The use of genome-scale data to
infer phylogenetic relationships has surged in recent years due to progress
made in target-gene capture methods and sequencing techniques. Data filtering,
the approach of excluding undesirable data from analyses, presumably could alleviate problems caused by systematic errors in phylogenetic inference. Data filtering approaches are now more relevant than ever as there are often thousands of loci available in genome-scale data, allowing for a more
rigorous data selection scheme. Different data filtering criteria, such as evolutionary rate, base composition, phylogenetic informativeness, stemminess, and molecular clock-likeness as well as others have been proposed for selecting useful phylogenetic markers. Nevertheless, there are still few studies testing all these criteria simultaneously. We tested the separate and joint effects of
those data filtering criteria. We found through carefully examining different characteristics of molecular markers, that calibrated clock-likeness is the best indicator of the phylogenetic usefulness of molecular markers in our study.

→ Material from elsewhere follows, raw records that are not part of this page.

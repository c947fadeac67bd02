/******************************************************************************
   Author: Joaquín Béjar García
   Email: jb@taunais.com
   Date: 27/1/26
******************************************************************************/

//! Coding context.
//!
//! A [`Context`] owns the dictionaries of one encoding or decoding stream
//! together with its configuration. Encoder and decoder must each hold their
//! own context and reset them at the same points in the stream.

use crate::dictionary::{Dictionary, DictionaryScope, DictionaryValue, ScopedDictionary};
use crate::group::Group;
use ironfast_core::QName;
use serde::{Deserialize, Serialize};
use std::collections::HashMap;
use tracing::debug;

/// Name of the dictionary shared by every template.
pub const GLOBAL_DICTIONARY: &str = "global";
/// Name of the per-template dictionary.
pub const TEMPLATE_DICTIONARY: &str = "template";
/// Name of the per-application-type dictionary.
pub const TYPE_DICTIONARY: &str = "type";

/// Configuration for a coding context.
#[derive(Debug, Clone, PartialEq, Eq, Serialize, Deserialize)]
#[serde(default)]
pub struct ContextConfig {
    /// Whether values are checked against their type before encoding and
    /// after decoding.
    pub validate_values: bool,
    /// Largest sequence length accepted when decoding.
    pub max_sequence_length: u32,
    /// Largest encoded message accepted, in bytes.
    pub max_message_size: usize,
}

impl ContextConfig {
    /// Creates a configuration with default limits.
    #[must_use]
    pub fn new() -> Self {
        Self::default()
    }

    /// Sets whether values are validated.
    #[must_use]
    pub const fn with_validate_values(mut self, validate: bool) -> Self {
        self.validate_values = validate;
        self
    }

    /// Sets the maximum decoded sequence length.
    #[must_use]
    pub const fn with_max_sequence_length(mut self, length: u32) -> Self {
        self.max_sequence_length = length;
        self
    }

    /// Sets the maximum message size.
    #[must_use]
    pub const fn with_max_message_size(mut self, size: usize) -> Self {
        self.max_message_size = size;
        self
    }
}

impl Default for ContextConfig {
    fn default() -> Self {
        Self {
            validate_values: true,
            max_sequence_length: 65_536,
            max_message_size: 1024 * 1024, // 1MB
        }
    }
}

/// Dictionaries and configuration of one coding stream.
#[derive(Debug)]
pub struct Context {
    config: ContextConfig,
    dictionaries: HashMap<String, Box<dyn Dictionary>>,
    last_template_id: Option<u32>,
}

impl Context {
    /// Creates a context with the default configuration.
    #[must_use]
    pub fn new() -> Self {
        Self::with_config(ContextConfig::default())
    }

    /// Creates a context with the global, template and type dictionaries.
    #[must_use]
    pub fn with_config(config: ContextConfig) -> Self {
        let mut dictionaries: HashMap<String, Box<dyn Dictionary>> = HashMap::new();
        for (name, scope) in [
            (GLOBAL_DICTIONARY, DictionaryScope::Global),
            (TEMPLATE_DICTIONARY, DictionaryScope::Template),
            (TYPE_DICTIONARY, DictionaryScope::Type),
        ] {
            dictionaries.insert(name.to_string(), Box::new(ScopedDictionary::new(scope)));
        }

        Self {
            config,
            dictionaries,
            last_template_id: None,
        }
    }

    /// Returns the configuration.
    #[must_use]
    pub const fn config(&self) -> &ContextConfig {
        &self.config
    }

    /// Installs a dictionary under `name`, replacing any existing one.
    pub fn add_dictionary(&mut self, name: impl Into<String>, dictionary: Box<dyn Dictionary>) {
        self.dictionaries.insert(name.into(), dictionary);
    }

    /// Returns true if a dictionary called `name` exists.
    #[must_use]
    pub fn has_dictionary(&self, name: &str) -> bool {
        self.dictionaries.contains_key(name)
    }

    /// Looks up the prior value of `key` in the named dictionary.
    ///
    /// A dictionary that was never written to reads as undefined.
    #[must_use]
    pub fn lookup(&self, dictionary: &str, template: &Group, key: &QName) -> DictionaryValue {
        self.dictionaries
            .get(dictionary)
            .map(|d| d.lookup(template, key))
            .unwrap_or_default()
    }

    /// Stores the value of `key` in the named dictionary.
    ///
    /// Unknown dictionary names are created on first use with global scope.
    pub fn store(&mut self, dictionary: &str, template: &Group, key: &QName, value: DictionaryValue) {
        self.dictionaries
            .entry(dictionary.to_string())
            .or_insert_with(|| {
                debug!(dictionary, "creating application dictionary");
                Box::new(ScopedDictionary::new(DictionaryScope::Global))
            })
            .store(template, key, value);
    }

    /// Returns the id of the template last coded in this stream.
    #[must_use]
    pub const fn last_template_id(&self) -> Option<u32> {
        self.last_template_id
    }

    /// Records the id of the template just coded.
    pub fn set_last_template_id(&mut self, id: u32) {
        self.last_template_id = Some(id);
    }

    /// Returns every dictionary entry to undefined and forgets the last
    /// template id.
    pub fn reset(&mut self) {
        for dictionary in self.dictionaries.values_mut() {
            dictionary.reset();
        }
        self.last_template_id = None;
        debug!(dictionaries = self.dictionaries.len(), "context reset");
    }
}

impl Default for Context {
    fn default() -> Self {
        Self::new()
    }
}
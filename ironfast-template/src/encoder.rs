/******************************************************************************
   Author: Joaquín Béjar García
   Email: jb@taunais.com
   Date: 27/1/26
******************************************************************************/

//! FAST message encoder.
//!
//! Each message is written as a presence map, the template id when it
//! differs from the previous message's, and then the template's fields.

use crate::context::{Context, ContextConfig};
use crate::template::{Message, MessageTemplate, TemplateRegistry};
use bytes::{BufMut, BytesMut};
use ironfast_codec::{PresenceMapBuilder, stopbit};
use ironfast_core::{FastError, Result};
use tracing::{debug, trace};

/// FAST message encoder.
#[derive(Debug)]
pub struct FastEncoder {
    /// Output buffer.
    buffer: BytesMut,
    /// Dictionaries and configuration.
    context: Context,
    /// Templates this encoder can write.
    templates: TemplateRegistry,
}

impl FastEncoder {
    /// Creates a new FAST encoder.
    #[must_use]
    pub fn new() -> Self {
        Self::with_config(ContextConfig::default())
    }

    /// Creates a new encoder with the given configuration.
    #[must_use]
    pub fn with_config(config: ContextConfig) -> Self {
        Self {
            buffer: BytesMut::new(),
            context: Context::with_config(config),
            templates: TemplateRegistry::new(),
        }
    }

    /// Creates a new encoder with pre-allocated capacity.
    #[must_use]
    pub fn with_capacity(capacity: usize) -> Self {
        let mut encoder = Self::new();
        encoder.buffer.reserve(capacity);
        encoder
    }

    /// Returns the coding context.
    #[must_use]
    pub const fn context(&self) -> &Context {
        &self.context
    }

    /// Returns the coding context for editing, e.g. to add dictionaries.
    pub fn context_mut(&mut self) -> &mut Context {
        &mut self.context
    }

    /// Returns the registered templates.
    #[must_use]
    pub const fn templates(&self) -> &TemplateRegistry {
        &self.templates
    }

    /// Registers a template, attaching its fields to this encoder's context.
    ///
    /// # Errors
    /// Returns `FastError::AlreadyAttachedToContext` if the template's fields
    /// were already registered elsewhere.
    pub fn register_template(&mut self, mut template: MessageTemplate) -> Result<()> {
        template.attach_to_context()?;
        debug!(
            template_id = template.id(),
            template = %template.name(),
            "registered template"
        );
        self.templates.register(template);
        Ok(())
    }

    /// Encodes a message.
    ///
    /// # Errors
    /// Returns `FastError::UnknownTemplate` for unregistered template ids,
    /// `FastError::MessageTooLarge` when the configured limit is exceeded, or
    /// the first field error. After an error the dictionaries may hold
    /// values from the failed message; call [`FastEncoder::reset`] before
    /// continuing the stream.
    pub fn encode(&mut self, message: &Message) -> Result<Vec<u8>> {
        let id = message.template_id();
        let template = self
            .templates
            .get(id)
            .ok_or(FastError::UnknownTemplate(id))?;

        let mut pmap = PresenceMapBuilder::new();
        let mut head = BytesMut::new();
        if self.context.last_template_id() == Some(id) {
            pmap.set(false);
        } else {
            pmap.set(true);
            stopbit::encode_uint(&mut head, u64::from(id));
        }

        let body = template.encode(message.fields(), &mut self.context, &mut pmap)?;

        self.buffer.clear();
        pmap.encode_into(&mut self.buffer);
        self.buffer.put_slice(&head);
        self.buffer.put_slice(&body);

        let max_size = self.context.config().max_message_size;
        if self.buffer.len() > max_size {
            return Err(FastError::MessageTooLarge {
                size: self.buffer.len(),
                max_size,
            });
        }

        self.context.set_last_template_id(id);
        trace!(
            template_id = id,
            bytes = self.buffer.len(),
            pmap_bits = pmap.len(),
            "encoded message"
        );
        Ok(self.buffer.to_vec())
    }

    /// Resets dictionaries and the last template id, as at a stream boundary.
    pub fn reset(&mut self) {
        self.context.reset();
    }
}

impl Default for FastEncoder {
    fn default() -> Self {
        Self::new()
    }
}
/******************************************************************************
   Author: Joaquín Béjar García
   Email: jb@taunais.com
   Date: 27/1/26
******************************************************************************/

//! Stop-bit primitives.
//!
//! Every FAST integer is written as groups of 7 data bits, most significant
//! group first. The high bit of the last byte is set (the stop bit), all other
//! high bits are clear. Signed integers carry their sign in bit 6 of the
//! first byte and are sign-extended when read.
//!
//! Nullable integers shift non-negative values up by one so that `0x80`
//! (zero) can stand for null. The shift is done in 128-bit arithmetic, so
//! `u64::MAX` and `i64::MAX` stay representable.

use bytes::{Buf, BufMut, Bytes};
use ironfast_core::{FastError, Result};
use smallvec::SmallVec;

/// Stop bit mask.
pub const STOP_BIT: u8 = 0x80;

/// Encoding of null (and of unsigned zero).
pub const NULL: u8 = 0x80;

/// Longest accepted integer encoding in bytes (70 data bits).
pub const MAX_INTEGER_LEN: usize = 10;

const DATA_MASK: u8 = 0x7F;
const SIGN_BIT: u8 = 0x40;

fn put_groups(out: &mut impl BufMut, groups: &mut SmallVec<[u8; 16]>) {
    groups.reverse();
    if let Some(last) = groups.last_mut() {
        *last |= STOP_BIT;
    }
    out.put_slice(groups.as_slice());
}

fn write_unsigned(out: &mut impl BufMut, value: u128) {
    let mut groups = SmallVec::<[u8; 16]>::new();
    let mut v = value;

    loop {
        groups.push((v as u8) & DATA_MASK);
        v >>= 7;
        if v == 0 {
            break;
        }
    }

    put_groups(out, &mut groups);
}

fn write_signed(out: &mut impl BufMut, value: i128) {
    let mut groups = SmallVec::<[u8; 16]>::new();
    let mut v = value;

    loop {
        let group = (v as u8) & DATA_MASK;
        v >>= 7;
        groups.push(group);

        // Stop once the remaining bits are pure sign extension of this group.
        if (v == 0 && group & SIGN_BIT == 0) || (v == -1 && group & SIGN_BIT != 0) {
            break;
        }
    }

    put_groups(out, &mut groups);
}

fn read_unsigned(input: &mut impl Buf) -> Result<u128> {
    let mut result: u128 = 0;

    for _ in 0..MAX_INTEGER_LEN {
        if !input.has_remaining() {
            return Err(FastError::UnexpectedEof);
        }
        let byte = input.get_u8();
        result = (result << 7) | u128::from(byte & DATA_MASK);

        if byte & STOP_BIT != 0 {
            return Ok(result);
        }
    }

    Err(FastError::IntegerOverflow)
}

fn read_signed(input: &mut impl Buf) -> Result<i128> {
    if !input.has_remaining() {
        return Err(FastError::UnexpectedEof);
    }
    let negative = input.chunk()[0] & SIGN_BIT != 0;
    let mut result: i128 = if negative { -1 } else { 0 };

    for _ in 0..MAX_INTEGER_LEN {
        if !input.has_remaining() {
            return Err(FastError::UnexpectedEof);
        }
        let byte = input.get_u8();
        result = (result << 7) | i128::from(byte & DATA_MASK);

        if byte & STOP_BIT != 0 {
            return Ok(result);
        }
    }

    Err(FastError::IntegerOverflow)
}

/// Encodes an unsigned integer.
pub fn encode_uint(out: &mut impl BufMut, value: u64) {
    write_unsigned(out, u128::from(value));
}

/// Encodes a nullable unsigned integer.
pub fn encode_nullable_uint(out: &mut impl BufMut, value: Option<u64>) {
    match value {
        Some(v) => write_unsigned(out, u128::from(v) + 1),
        None => out.put_u8(NULL),
    }
}

/// Encodes a signed integer.
pub fn encode_int(out: &mut impl BufMut, value: i64) {
    write_signed(out, i128::from(value));
}

/// Encodes a nullable signed integer.
///
/// Non-negative values are shifted up by one, negative values are written
/// as they are.
pub fn encode_nullable_int(out: &mut impl BufMut, value: Option<i64>) {
    match value {
        Some(v) if v >= 0 => write_signed(out, i128::from(v) + 1),
        Some(v) => write_signed(out, i128::from(v)),
        None => out.put_u8(NULL),
    }
}

/// Decodes an unsigned integer.
///
/// # Errors
/// Returns `FastError::UnexpectedEof` if the input ends before the stop bit
/// and `FastError::IntegerOverflow` if the value does not fit in a u64.
pub fn decode_uint(input: &mut impl Buf) -> Result<u64> {
    u64::try_from(read_unsigned(input)?).map_err(|_| FastError::IntegerOverflow)
}

/// Decodes a nullable unsigned integer.
///
/// # Errors
/// Same as [`decode_uint`].
pub fn decode_nullable_uint(input: &mut impl Buf) -> Result<Option<u64>> {
    match read_unsigned(input)? {
        0 => Ok(None),
        v => u64::try_from(v - 1)
            .map(Some)
            .map_err(|_| FastError::IntegerOverflow),
    }
}

/// Decodes a signed integer.
///
/// # Errors
/// Returns `FastError::UnexpectedEof` if the input ends before the stop bit
/// and `FastError::IntegerOverflow` if the value does not fit in an i64.
pub fn decode_int(input: &mut impl Buf) -> Result<i64> {
    i64::try_from(read_signed(input)?).map_err(|_| FastError::IntegerOverflow)
}

/// Decodes a nullable signed integer.
///
/// # Errors
/// Same as [`decode_int`].
pub fn decode_nullable_int(input: &mut impl Buf) -> Result<Option<i64>> {
    let v = match read_signed(input)? {
        0 => return Ok(None),
        v if v > 0 => v - 1,
        v => v,
    };
    i64::try_from(v)
        .map(Some)
        .map_err(|_| FastError::IntegerOverflow)
}

fn put_ascii(out: &mut impl BufMut, value: &[u8]) -> Result<()> {
    if !value.is_ascii() {
        return Err(FastError::InvalidString);
    }
    // "\0" and "" are special-cased by the callers; any longer string with a
    // leading NUL would collide with them on the wire.
    if value.len() > 1 && value[0] == 0 {
        return Err(FastError::LeadingNul {
            length: value.len(),
        });
    }
    if let Some((last, init)) = value.split_last() {
        out.put_slice(init);
        out.put_u8(last | STOP_BIT);
    }
    Ok(())
}

/// Encodes a mandatory ASCII string.
///
/// The empty string is `0x80`; the string `"\0"` is `00 80`.
///
/// # Errors
/// Returns `FastError::InvalidString` if a byte is not 7-bit ASCII and
/// `FastError::LeadingNul` for longer strings starting with NUL.
pub fn encode_ascii(out: &mut impl BufMut, value: &[u8]) -> Result<()> {
    match value {
        [] => out.put_u8(NULL),
        [0] => out.put_slice(&[0x00, NULL]),
        _ => put_ascii(out, value)?,
    }
    Ok(())
}

/// Encodes a nullable ASCII string.
///
/// Null is `0x80`, the empty string `00 80` and `"\0"` is `00 00 80`.
///
/// # Errors
/// Returns `FastError::InvalidString` if a byte is not 7-bit ASCII and
/// `FastError::LeadingNul` for longer strings starting with NUL.
pub fn encode_nullable_ascii(out: &mut impl BufMut, value: Option<&[u8]>) -> Result<()> {
    match value {
        None => out.put_u8(NULL),
        Some([]) => out.put_slice(&[0x00, NULL]),
        Some([0]) => out.put_slice(&[0x00, 0x00, NULL]),
        Some(v) => put_ascii(out, v)?,
    }
    Ok(())
}

fn read_ascii(input: &mut impl Buf) -> Result<SmallVec<[u8; 32]>> {
    let mut bytes = SmallVec::new();

    loop {
        if !input.has_remaining() {
            return Err(FastError::UnexpectedEof);
        }
        let byte = input.get_u8();
        bytes.push(byte & DATA_MASK);

        if byte & STOP_BIT != 0 {
            return Ok(bytes);
        }
    }
}

/// Decodes a mandatory ASCII string.
///
/// # Errors
/// Returns `FastError::UnexpectedEof` if the input ends before the stop bit.
pub fn decode_ascii(input: &mut impl Buf) -> Result<Bytes> {
    let bytes = read_ascii(input)?;
    Ok(match bytes.as_slice() {
        [0] => Bytes::new(),
        [0, 0] => Bytes::from_static(b"\0"),
        other => Bytes::copy_from_slice(other),
    })
}

/// Decodes a nullable ASCII string.
///
/// # Errors
/// Returns `FastError::UnexpectedEof` if the input ends before the stop bit.
pub fn decode_nullable_ascii(input: &mut impl Buf) -> Result<Option<Bytes>> {
    let bytes = read_ascii(input)?;
    Ok(match bytes.as_slice() {
        [0] => None,
        [0, 0] => Some(Bytes::new()),
        [0, 0, 0] => Some(Bytes::from_static(b"\0")),
        other => Some(Bytes::copy_from_slice(other)),
    })
}

/// Encodes a byte vector with an unsigned length prefix.
pub fn encode_byte_vector(out: &mut impl BufMut, value: &[u8]) {
    encode_uint(out, value.len() as u64);
    out.put_slice(value);
}

/// Encodes a nullable byte vector with a nullable length prefix.
pub fn encode_nullable_byte_vector(out: &mut impl BufMut, value: Option<&[u8]>) {
    match value {
        Some(v) => {
            encode_nullable_uint(out, Some(v.len() as u64));
            out.put_slice(v);
        }
        None => out.put_u8(NULL),
    }
}

fn take_bytes(input: &mut impl Buf, length: u64) -> Result<Bytes> {
    let length = usize::try_from(length).map_err(|_| FastError::IntegerOverflow)?;
    if input.remaining() < length {
        return Err(FastError::UnexpectedEof);
    }
    Ok(input.copy_to_bytes(length))
}

/// Decodes a length-prefixed byte vector.
///
/// When the input is a [`Bytes`] buffer the result shares its storage.
///
/// # Errors
/// Returns `FastError::UnexpectedEof` if fewer bytes remain than announced.
pub fn decode_byte_vector(input: &mut impl Buf) -> Result<Bytes> {
    let length = decode_uint(input)?;
    take_bytes(input, length)
}

/// Decodes a nullable length-prefixed byte vector.
///
/// # Errors
/// Returns `FastError::UnexpectedEof` if fewer bytes remain than announced.
pub fn decode_nullable_byte_vector(input: &mut impl Buf) -> Result<Option<Bytes>> {
    match decode_nullable_uint(input)? {
        Some(length) => take_bytes(input, length).map(Some),
        None => Ok(None),
    }
}
/******************************************************************************
   Author: Joaquín Béjar García
   Email: jb@taunais.com
   Date: 27/1/26
******************************************************************************/

//! Values carried by fields.
//!
//! Scalars carry a [`ScalarValue`]; groups carry a [`GroupValue`] holding one
//! optional value per child field, in field order; sequences carry a
//! [`SequenceValue`] holding one group value per element.

use ironfast_core::ScalarValue;

/// The value of any field.
#[derive(Debug, Clone, PartialEq, Eq)]
pub enum FieldValue {
    /// Value of a scalar or composed scalar.
    Scalar(ScalarValue),
    /// Value of a group.
    Group(GroupValue),
    /// Value of a sequence.
    Sequence(SequenceValue),
}

impl FieldValue {
    /// Returns the scalar value, if this is one.
    #[must_use]
    pub const fn as_scalar(&self) -> Option<&ScalarValue> {
        match self {
            Self::Scalar(v) => Some(v),
            _ => None,
        }
    }

    /// Returns the group value, if this is one.
    #[must_use]
    pub const fn as_group(&self) -> Option<&GroupValue> {
        match self {
            Self::Group(v) => Some(v),
            _ => None,
        }
    }

    /// Returns the sequence value, if this is one.
    #[must_use]
    pub const fn as_sequence(&self) -> Option<&SequenceValue> {
        match self {
            Self::Sequence(v) => Some(v),
            _ => None,
        }
    }

    /// Returns a short name for the kind of value.
    #[must_use]
    pub const fn kind(&self) -> &'static str {
        match self {
            Self::Scalar(v) => v.kind(),
            Self::Group(_) => "group",
            Self::Sequence(_) => "sequence",
        }
    }
}

impl From<ScalarValue> for FieldValue {
    fn from(value: ScalarValue) -> Self {
        Self::Scalar(value)
    }
}

impl From<GroupValue> for FieldValue {
    fn from(value: GroupValue) -> Self {
        Self::Group(value)
    }
}

impl From<SequenceValue> for FieldValue {
    fn from(value: SequenceValue) -> Self {
        Self::Sequence(value)
    }
}

impl From<i64> for FieldValue {
    fn from(value: i64) -> Self {
        Self::Scalar(ScalarValue::Integer(value))
    }
}

impl From<&str> for FieldValue {
    fn from(value: &str) -> Self {
        Self::Scalar(ScalarValue::from(value))
    }
}

/// Positional values of a group's fields; `None` marks an absent field.
#[derive(Debug, Clone, Default, PartialEq, Eq)]
pub struct GroupValue {
    values: Vec<Option<FieldValue>>,
}

impl GroupValue {
    /// Creates a group value with `len` absent fields.
    #[must_use]
    pub fn new(len: usize) -> Self {
        Self {
            values: vec![None; len],
        }
    }

    /// Creates a group value from positional values.
    #[must_use]
    pub fn with_values(values: Vec<Option<FieldValue>>) -> Self {
        Self { values }
    }

    /// Returns the value at `index`, or `None` if absent.
    #[must_use]
    pub fn get(&self, index: usize) -> Option<&FieldValue> {
        self.values.get(index).and_then(Option::as_ref)
    }

    /// Returns the scalar value at `index`, if present and scalar.
    #[must_use]
    pub fn scalar(&self, index: usize) -> Option<&ScalarValue> {
        self.get(index).and_then(FieldValue::as_scalar)
    }

    /// Sets the value at `index`, growing the group if needed.
    pub fn set(&mut self, index: usize, value: impl Into<FieldValue>) {
        self.set_option(index, Some(value.into()));
    }

    /// Marks the value at `index` absent.
    pub fn clear(&mut self, index: usize) {
        self.set_option(index, None);
    }

    /// Sets or clears the value at `index`.
    pub fn set_option(&mut self, index: usize, value: Option<FieldValue>) {
        if index >= self.values.len() {
            self.values.resize(index + 1, None);
        }
        self.values[index] = value;
    }

    /// Returns the number of positions.
    #[must_use]
    pub fn len(&self) -> usize {
        self.values.len()
    }

    /// Returns true if the group has no positions.
    #[must_use]
    pub fn is_empty(&self) -> bool {
        self.values.is_empty()
    }

    /// Returns an iterator over the positional values.
    pub fn iter(&self) -> impl Iterator<Item = Option<&FieldValue>> {
        self.values.iter().map(Option::as_ref)
    }
}

/// The elements of a sequence.
#[derive(Debug, Clone, Default, PartialEq, Eq)]
pub struct SequenceValue {
    elements: Vec<GroupValue>,
}

impl SequenceValue {
    /// Creates an empty sequence.
    #[must_use]
    pub fn new() -> Self {
        Self::default()
    }

    /// Appends an element.
    pub fn push(&mut self, element: GroupValue) {
        self.elements.push(element);
    }

    /// Returns the element at `index`.
    #[must_use]
    pub fn get(&self, index: usize) -> Option<&GroupValue> {
        self.elements.get(index)
    }

    /// Returns the number of elements.
    #[must_use]
    pub fn len(&self) -> usize {
        self.elements.len()
    }

    /// Returns true if the sequence has no elements.
    #[must_use]
    pub fn is_empty(&self) -> bool {
        self.elements.is_empty()
    }

    /// Returns an iterator over the elements.
    pub fn iter(&self) -> impl Iterator<Item = &GroupValue> {
        self.elements.iter()
    }
}

impl From<Vec<GroupValue>> for SequenceValue {
    fn from(elements: Vec<GroupValue>) -> Self {
        Self { elements }
    }
}

impl FromIterator<GroupValue> for SequenceValue {
    fn from_iter<I: IntoIterator<Item = GroupValue>>(iter: I) -> Self {
        Self {
            elements: iter.into_iter().collect(),
        }
    }
}
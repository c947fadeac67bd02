/******************************************************************************
   Author: Joaquín Béjar García
   Email: jb@taunais.com
   Date: 27/1/26
******************************************************************************/

//! Qualified names.
//!
//! A [`QName`] identifies fields, templates, dictionary keys and attributes.
//! Two names are equal when both the namespace and the local name match.

use serde::{Deserialize, Serialize};
use std::fmt;

/// A namespace-qualified name.
#[derive(Debug, Clone, PartialEq, Eq, PartialOrd, Ord, Hash, Serialize, Deserialize)]
pub struct QName {
    namespace: String,
    name: String,
}

impl QName {
    /// Creates a name in the default (empty) namespace.
    ///
    /// # Arguments
    /// * `name` - The local name
    #[must_use]
    pub fn new(name: impl Into<String>) -> Self {
        Self {
            namespace: String::new(),
            name: name.into(),
        }
    }

    /// Creates a name in the given namespace.
    ///
    /// # Arguments
    /// * `namespace` - The namespace URI
    /// * `name` - The local name
    #[must_use]
    pub fn with_namespace(namespace: impl Into<String>, name: impl Into<String>) -> Self {
        Self {
            namespace: namespace.into(),
            name: name.into(),
        }
    }

    /// Returns the local name.
    #[inline]
    #[must_use]
    pub fn name(&self) -> &str {
        &self.name
    }

    /// Returns the namespace (empty for the default namespace).
    #[inline]
    #[must_use]
    pub fn namespace(&self) -> &str {
        &self.namespace
    }
}

impl From<&str> for QName {
    fn from(name: &str) -> Self {
        Self::new(name)
    }
}

impl From<String> for QName {
    fn from(name: String) -> Self {
        Self::new(name)
    }
}

impl fmt::Display for QName {
    fn fmt(&self, f: &mut fmt::Formatter<'_>) -> fmt::Result {
        if self.namespace.is_empty() {
            f.write_str(&self.name)
        } else {
            write!(f, "{}:{}", self.namespace, self.name)
        }
    }
}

Stemminess, the ratio of internal branch lengths over the total tree length is not a good indicator of phylogenetic performance. Slow-evolving genes
are also not necessarily strong prior candidates for phylogenetic analysis. Phylogenetic informativeness can be informative when trying to resolve specific nodes in a tree, such as those associated with short internal branches, but may not be a good indicator of the tree-wide usefulness of a locus. Base compositional bias, as indicated by relative composition variability (RCV)
values, may be a useful indicator of problematic phylogenetic markers, particularly by employing a threshold cutoff to exclude outliers with very high RCV values.